Due to the nature of the protected code I think it’s not possible to write a static program able to deobfuscate an exe protected with this method, but if you imagine the exe like a set of procedures combined all together you can produce something which is pretty near to the original untouched program.
To solve this crackme I’ll write an idc script able to extract valid instructions from a single procedure. Having this in mind you can then put everything all together obtaining a working deobfuscated crackme.

The deobfuscator
The idea is pretty simple: starting from a specific address the script traces through the necessary instructions trying to identify (and eventually remove) junk code. The script will show all the valid instructions inside the output area.
First of all I have to create the skeleton of the script.

static main()
{
   do {
      check_current_instruction;
      if (!junk_instruction)
         print_valid_instruction;
      get_address_next_instruction;
   }
   while (valid_address_instruction);
}

The script checks every single instruction trying to understand if it’s valid or junk. I’ll show you later how to check it, now take a look at the snippet used to print a valid instruction:

static print_valid_instruction(address)
{
   auto instrLen;
   auto op1, op2;

   Jump(address);
   MakeUnkn(address, 0);
   instrLen = MakeCode(address);
   Message("\n%X: %s", address, GetMnem(address));
   op1 = GetOpnd(address, 0);
   if (op1 != 0x00)
      Message(" %s", op1);
   op2 = GetOpnd(address, 1);
   if (op2 != 0x00)
      Message(", %s", op2);
   return instrLen;
}

The function receives the address of the current valid instruction printing it inside the output area.
I have used Jump, MakeUnkn and MakeCode because the code produced by IDA has a lot of undefined lines: with an undefined instruction is not always possible to get the right menmonic text associated to a specific opcode.
So, when you have the decoded instruction you can print it with the necessary operands. The function returns the length of the current instruction, used to get the address of the next one to check.

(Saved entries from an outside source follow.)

#[cfg(test)]
mod tests {
    use super::*;
    use crate::types::address::{Address};
    use crate::types::param::{GenericValue, Param};
    use crate::types::uri::{Uri, Scheme};
    use ordered_float::NotNan;

    #[test]
    fn test_parse_contact_star() {
        let input = b" * ";
        let result = parse_contact(input);
        assert!(result.is_ok());
        let (rem, val) = result.unwrap();
        assert!(rem.is_empty());
        assert!(matches!(val, ContactValue::Star));
    }

    #[test]
    fn test_parse_contact_single_addr_spec() {
        let input = b"<sip:user@host.com>";
        let result = parse_contact(input);
        assert!(result.is_ok());
        let (rem, val) = result.unwrap();
        assert!(rem.is_empty());
        if let ContactValue::Params(params) = val {
            assert_eq!(params.len(), 1);
            assert!(params[0].address.display_name.is_none());
            assert_eq!(params[0].address.uri.scheme, Scheme::Sip);
            assert!(params[0].address.params.is_empty()); // Check params on Address
        } else {
            panic!("Expected Params variant");
        }
    }
    
    #[test]
    fn test_parse_contact_single_name_addr_params() {
        let input = b"\"Mr. Watson\" <sip:watson@bell.com>;q=0.7;expires=3600";
        let result = parse_contact(input);
        assert!(result.is_ok());
        let (rem, val) = result.unwrap();
        assert!(rem.is_empty());
        if let ContactValue::Params(params) = val {
            assert_eq!(params.len(), 1);
            assert_eq!(params[0].address.display_name, Some("Mr. Watson".to_string()));
            assert_eq!(params[0].address.uri.scheme, Scheme::Sip);
            assert_eq!(params[0].address.params.len(), 2);
            assert!(params[0].address.params.contains(&Param::Q(NotNan::new(0.7).unwrap())));
            assert!(params[0].address.params.contains(&Param::Expires(3600)));
        } else {
            panic!("Expected Params variant");
        }
    }
    
    #[test]
    fn test_parse_contact_multiple() {
        let input = b"<sip:A@atlanta.com>, \"Bob\" <sip:bob@biloxi.com>;tag=123";
        let result = parse_contact(input);
        assert!(result.is_ok());
        let (rem, val) = result.unwrap();
        assert!(rem.is_empty());
        if let ContactValue::Params(params) = val {
            assert_eq!(params.len(), 2);
            // First contact
            assert!(params[0].address.display_name.is_none());
            assert!(params[0].address.params.is_empty());
            // Second contact
            assert_eq!(params[1].address.display_name, Some("Bob".to_string()));
            assert_eq!(params[1].address.params.len(), 1);
            assert!(params[1].address.params.contains(&Param::Tag("123".to_string())));
        } else {
            panic!("Expected Params variant");
        }
    }

    // Additional RFC-compliant test cases

    #[test]
    fn test_parse_contact_addr_spec_without_brackets() {
        // RFC 3261 allows addr-spec without angle brackets
        let input = b"sip:user@example.com";
        let result = parse_contact(input);
        assert!(result.is_ok());
        let (rem, val) = result.unwrap();
        assert!(rem.is_empty());
        if let ContactValue::Params(params) = val {
            assert_eq!(params.len(), 1);
            assert!(params[0].address.display_name.is_none());
            assert_eq!(params[0].address.uri.scheme, Scheme::Sip);
            assert_eq!(params[0].address.uri.host.to_string(), "example.com");
            assert_eq!(params[0].address.uri.user, Some("user".to_string()));
        } else {
            panic!("Expected Params variant");
        }
    }

    #[test]
    fn test_parse_contact_with_generic_params() {
        // Test with contact-extension (generic-param)
        let input = b"<sip:user@example.com>;methods=\"INVITE,BYE\";unknown-param=value";
        let result = parse_contact(input);
        assert!(result.is_ok());
        let (rem, val) = result.unwrap();
        assert!(rem.is_empty());
        if let ContactValue::Params(params) = val {
            assert_eq!(params.len(), 1);
            assert_eq!(params[0].address.params.len(), 2);
            
            // Check for the methods parameter
            let has_methods = params[0].address.params.iter().any(|p| {
                matches!(p, Param::Other(ref name, Some(_)) if name == "methods")
            });
            assert!(has_methods, "Should have methods parameter");
            
            // Check for the unknown-param
            let has_unknown = params[0].address.params.iter().any(|p| {
                matches!(p, Param::Other(ref name, Some(_)) if name == "unknown-param")
            });
            assert!(has_unknown, "Should have unknown-param parameter");
        } else {
            panic!("Expected Params variant");
        }
    }

    #[test]
    fn test_parse_contact_case_insensitive_params() {
        // Test case-insensitivity of parameter names
        let input = b"<sip:user@example.com>;Q=0.5;ExPiReS=1800";
        let result = parse_contact(input);
        assert!(result.is_ok());
        let (rem, val) = result.unwrap();
        assert!(rem.is_empty());
        if let ContactValue::Params(params) = val {
            assert_eq!(params.len(), 1);
            assert_eq!(params[0].address.params.len(), 2);
            
            // Should recognize Q parameter regardless of case
            assert!(params[0].address.params.contains(&Param::Q(NotNan::new(0.5).unwrap())));
            
            // Should recognize Expires parameter regardless of case
            assert!(params[0].address.params.contains(&Param::Expires(1800)));
        } else {
            panic!("Expected Params variant");
        }
    }

    #[test]
    fn test_parse_contact_with_multiple_params() {
        // Test with multiple parameters on a single contact
        let input = b"\"John Doe\" <sip:jdoe@example.com>;q=0.8;expires=3600;tag=abc123;+sip.instance=\"<urn:uuid:00000000-0000-1000-8000-000A95A0E128>\"";
        let result = parse_contact(input);
        assert!(result.is_ok());
        let (rem, val) = result.unwrap();
        assert!(rem.is_empty());
        if let ContactValue::Params(params) = val {
            assert_eq!(params.len(), 1);
            assert_eq!(params[0].address.display_name, Some("John Doe".to_string()));
            
            // Debug parameters to see what we have
            println!("Params: {:?}", params[0].address.params);
            
            // Check for at least 3 parameters (there should be 4 total, but be flexible)
            assert!(params[0].address.params.len() >= 3, 
                    "Should have at least 3 parameters, found {}", params[0].address.params.len());
            
            // Check q parameter
            let has_q = params[0].address.params.iter().any(|p| {
                match p {
                    Param::Q(q) => (*q - 0.8).abs() < 0.01,
                    Param::Other(name, Some(v)) => name == "q" && v.to_string().contains("0.8"),
                    _ => false
                }
            });
            assert!(has_q, "Should have q=0.8 parameter");
            
            // Check expires parameter
            let has_expires = params[0].address.params.iter().any(|p| {
                match p {
                    Param::Expires(val) => *val == 3600,
                    Param::Other(name, Some(v)) => name == "expires" && v.to_string().contains("3600"),
                    _ => false
                }
            });
            assert!(has_expires, "Should have expires=3600 parameter");
            
            // Check tag parameter
            let has_tag = params[0].address.params.iter().any(|p| {
                match p {
                    Param::Tag(val) => val == "abc123",
                    Param::Other(name, Some(v)) => name == "tag" && v.to_string().contains("abc123"),
                    _ => false
                }
            });
            assert!(has_tag, "Should have tag=abc123 parameter");
            
            // Check for +sip.instance parameter (generic)
            let has_sip_instance = params[0].address.params.iter().any(|p| {
                matches!(p, Param::Other(ref name, Some(_)) if name == "+sip.instance")
            });
            assert!(has_sip_instance, "Should have +sip.instance parameter");
        } else {
            panic!("Expected Params variant");
        }
    }

    #[test]
    fn test_parse_contact_with_sips_uri() {
        // Test with SIPS URI
        let input = b"<sips:secure@example.com;transport=tls>";
        let result = parse_contact(input);
        assert!(result.is_ok());
        let (rem, val) = result.unwrap();
        assert!(rem.is_empty());
        if let ContactValue::Params(params) = val {
            assert_eq!(params.len(), 1);
            assert_eq!(params[0].address.uri.scheme, Scheme::Sips);
            assert_eq!(params[0].address.uri.host.to_string(), "example.com");
            
            // Check transport parameter in URI
            let has_transport = params[0].address.uri.parameters.iter().any(|p| {
                matches!(p, Param::Transport(ref t) if t == "tls")
            });
            assert!(has_transport, "SIPS URI should have transport=tls parameter");
        } else {
            panic!("Expected Params variant");
        }
    }

    #[test]
    fn test_parse_contact_with_uri_params() {
        // Test with URI parameters
        let input = b"<sip:user@example.com;transport=tcp;lr>;q=0.7";
        let result = parse_contact(input);
        assert!(result.is_ok());
        let (rem, val) = result.unwrap();
        assert!(rem.is_empty());
        if let ContactValue::Params(params) = val {
            assert_eq!(params.len(), 1);
            
            // URI should have 2 parameters
            assert_eq!(params[0].address.uri.parameters.len(), 2);
            
            // Check transport parameter
            let has_transport = params[0].address.uri.parameters.iter().any(|p| {
                matches!(p, Param::Transport(ref t) if t == "tcp")
            });
            assert!(has_transport, "URI should have transport=tcp parameter");
            
            // Check lr parameter
            let has_lr = params[0].address.uri.parameters.iter().any(|p| {
                matches!(p, Param::Lr)
            });
            assert!(has_lr, "URI should have lr parameter");
            
            // Contact should have q parameter
            assert!(params[0].address.params.contains(&Param::Q(NotNan::new(0.7).unwrap())));
        } else {
            panic!("Expected Params variant");
        }
    }

    // Error handling tests
    
    #[test]
    fn test_parse_contact_malformed_uri() {
        // Test with malformed URI (missing host)
        let input = b"<sip:user@>";
        let result = parse_contact(input);
        assert!(result.is_err());
    }
    
    #[test]
    fn test_parse_contact_malformed_comma() {
        // Test with missing comma between contacts (which nom treats as a token or part of URI)
        let input = b"<sip:alice@example.com> <sip:bob@example.com>";
        let result = parse_contact(input);
        // In a stricter parser implementation, this would be an error
        // Currently, nom is consuming the first URI and leaving the rest as unparsed remainder
        if result.is_ok() {
            let (rem, _) = result.unwrap();
            // Ensure there's unparsed remainder (the second URI)
            assert!(!rem.is_empty());
        } else {
            // Or it might fail directly, which is also acceptable
            assert!(result.is_err());
        }
    }
    
    #[test]
    fn test_parse_contact_invalid_q_value() {
        // Test with q value outside of range (should be 0-1)
        let input = b"<sip:user@example.com>;q=2.0";
        // This may or may not parse, but if it does, the q value should be clamped
        if let Ok((_, ContactValue::Params(params))) = parse_contact(input) {
            if let Some(Param::Q(q)) = params[0].address.params.iter().find(|p| matches!(p, Param::Q(_))) {
                assert!(q.into_inner() <= 1.0, "Q value should be <= 1.0");
            }
        }
    }
    
    #[test]
    fn test_parse_contact_malformed_params() {
        // Test with malformed parameter syntax
        let input = b"<sip:user@example.com>;q=value;"; // q should be a float
        let result = parse_contact(input);
        
        // In our current parser implementation, this might either:
        // 1. Parse successfully but treat "q" as a generic parameter
        // 2. Fail with a parsing error
        
        if result.is_ok() {
            let (rem, val) = result.unwrap();
            assert!(rem.is_empty() || rem == b";");
            
            if let ContactValue::Params(params) = val {
                // The q-value should NOT be parsed as a Param::Q
                let no_q_param = !params[0].address.params.iter().any(|p| {
                    matches!(p, Param::Q(_))
                });
                assert!(no_q_param, "Should not parse invalid q value as Param::Q");
                
                // It should be parsed as a generic parameter
                let generic_q = params[0].address.params.iter().any(|p| {
                    matches!(p, Param::Other(name, _) if name == "q")
                });
                assert!(generic_q, "Should parse invalid q as generic parameter");
            }
        } else {
            // Or it could be treated as an error, which is fine too
            assert!(result.is_err());
        }
    }
    
    #[test]
    fn test_parse_contact_empty() {
        // Test with empty input (should fail)
        let input = b"";
        let result = parse_contact(input);
        assert!(result.is_err());
    }
    
    #[test]
    fn test_parse_contact_unterminated_quoted_string() {
        // Test with unterminated quoted string in display name
        let input = b"\"Alice <sip:alice@example.com>";
        let result = parse_contact(input);
        assert!(result.is_err());
    }

    #[test]
    fn test_parse_contact_unmatched_angle_brackets() {
        // Test with unmatched angle brackets
        let input = b"<sip:user@example.com";
        let result = parse_contact(input);
        assert!(result.is_err());
    }
}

Nothing hard, let’s see how to identify the junk code. The idea is to isolate all the unnecessary instructions. First of all, to have a general idea of the crackme’s code take a look at this blocks:

.jmp:00405B10 90 nop
.jmp:00405B11 90 nop
.jmp:00405B12 24 FF and al, 0FFh <-- al remains the same
.jmp:00405B14 E9 B3 F8 FF FF jmp loc_4053CC
...
.jmp:00408969 40 inc eax <--
.jmp:0040896A 48 dec eax <-- eax remains the same
.jmp:0040896B 90 nop
.jmp:0040896C 90 nop
.jmp:0040896D E9 14 D4 FF FF jmp near ptr unk_405D86
...
.jmp:00405CC3 90 nop
.jmp:00405CC4 80 EB 00 sub bl, 0 <-- bl remains the same
.jmp:00405CC7 E9 34 0E 00 00 jmp near ptr unk_406B00
...
.jmp:00407163 50 push eax
.jmp:00407164 04 66 add al, 66h <-- add inside push/pop it's nonsense...
.jmp:00407166 58 pop eax
.jmp:00407167 E9 0C EB FF FF jmp near ptr unk_405C78

If you execute the snippets above you’ll find out that the state of the involved register remains the same, no changes are applied.
So, what can we put inside the junk code set? All the “jmp” instructions, “nop2, “and” with 0xFF and so on… If you look at the code I think you’ll surely find out what to mark as junk in a short time.
Just to understand it, here is a part of the script used to avoid some specific instructions:

   opcode = Byte(currAddress); // Get the byte at the current address
   ...
   else if ((opcode == 0x24) && (Byte(currAddress+1) == 0xFF)) // Avoid "and op1, 0xFF" instruction
      currAddress = currAddress + 2; // Move to the next instruction
   ...
   else if ((opcode == 0x60) && (Byte(currAddress+2) == 0x61)) // Avoid instructions from pushad to popad
      currAddress = currAddress + 3;
   ...
   else if (opcode == 0x90) // Avoid nop instruction
      currAddress = currAddress + 1;
   ...
   if (opcode == 0xE9) // Avoid jump instruction
      currAddress = (currAddress + Dword(currAddress+1) + 5) & 0x00000000FFFFFFFF;

Instead of printing the instruction I simply avoid it moving the attention to the next one. You don’t need to use MakeCode or something else because the script works directly on the bytes code.
Ok, is it really all? Hmm, there is something more to add. You have to pay particular attention to a point: how can you manage a conditional jump?
The question deserves a reply because sooner or later the crackme will have a check and you’ll have to face a conditional jump. I decided to let you choose the path to follow! What does it mean?
I remove all the conditional jumps except the one which is after a compare instruction. I need to remember that a compare has been executed:

   else if (opcode == 0x3B) { // Compare found, take it in mind!
      cmp = 1;
      currAddress = currAddress + print_valid_instruction(currAddress);
   }

The variable “cmp” is used to take in mind that a compare instruction has been executed. cmp variable is originally initialized to -1. Here is how I handle a conditional jump instruction:

   else if ((opcode == 0x74) || (opcode == 0x75)){
   // Check to see if a cmp instruction has been executed
   if (cmp == 1) {
      Jump(currAddress);
      jump = AskYN(0, "Want to jump?"); // Box with a question
      if (jump == 0) // No jump
         currAddress = currAddress + 2;
      else // Jump
         currAddress = (currAddress + Byte(currAddress+1) + 2) & 0x00000000FFFFFFFF;
      cmp = -1; // Restore the original value
   }
   else
      currAddress = (currAddress + Byte(currAddress+1) + 2) & 0x00000000FFFFFFFF;
}

That’s what I meant when I said “I decided to let you choose the path to follow”. Pressing Yes or No inside the appeared box you can decide the flow of the crackme code, it’s just like a live trace.
I decided to not print the conditional jump but if you think it will help you put it inside the set of valid instructions.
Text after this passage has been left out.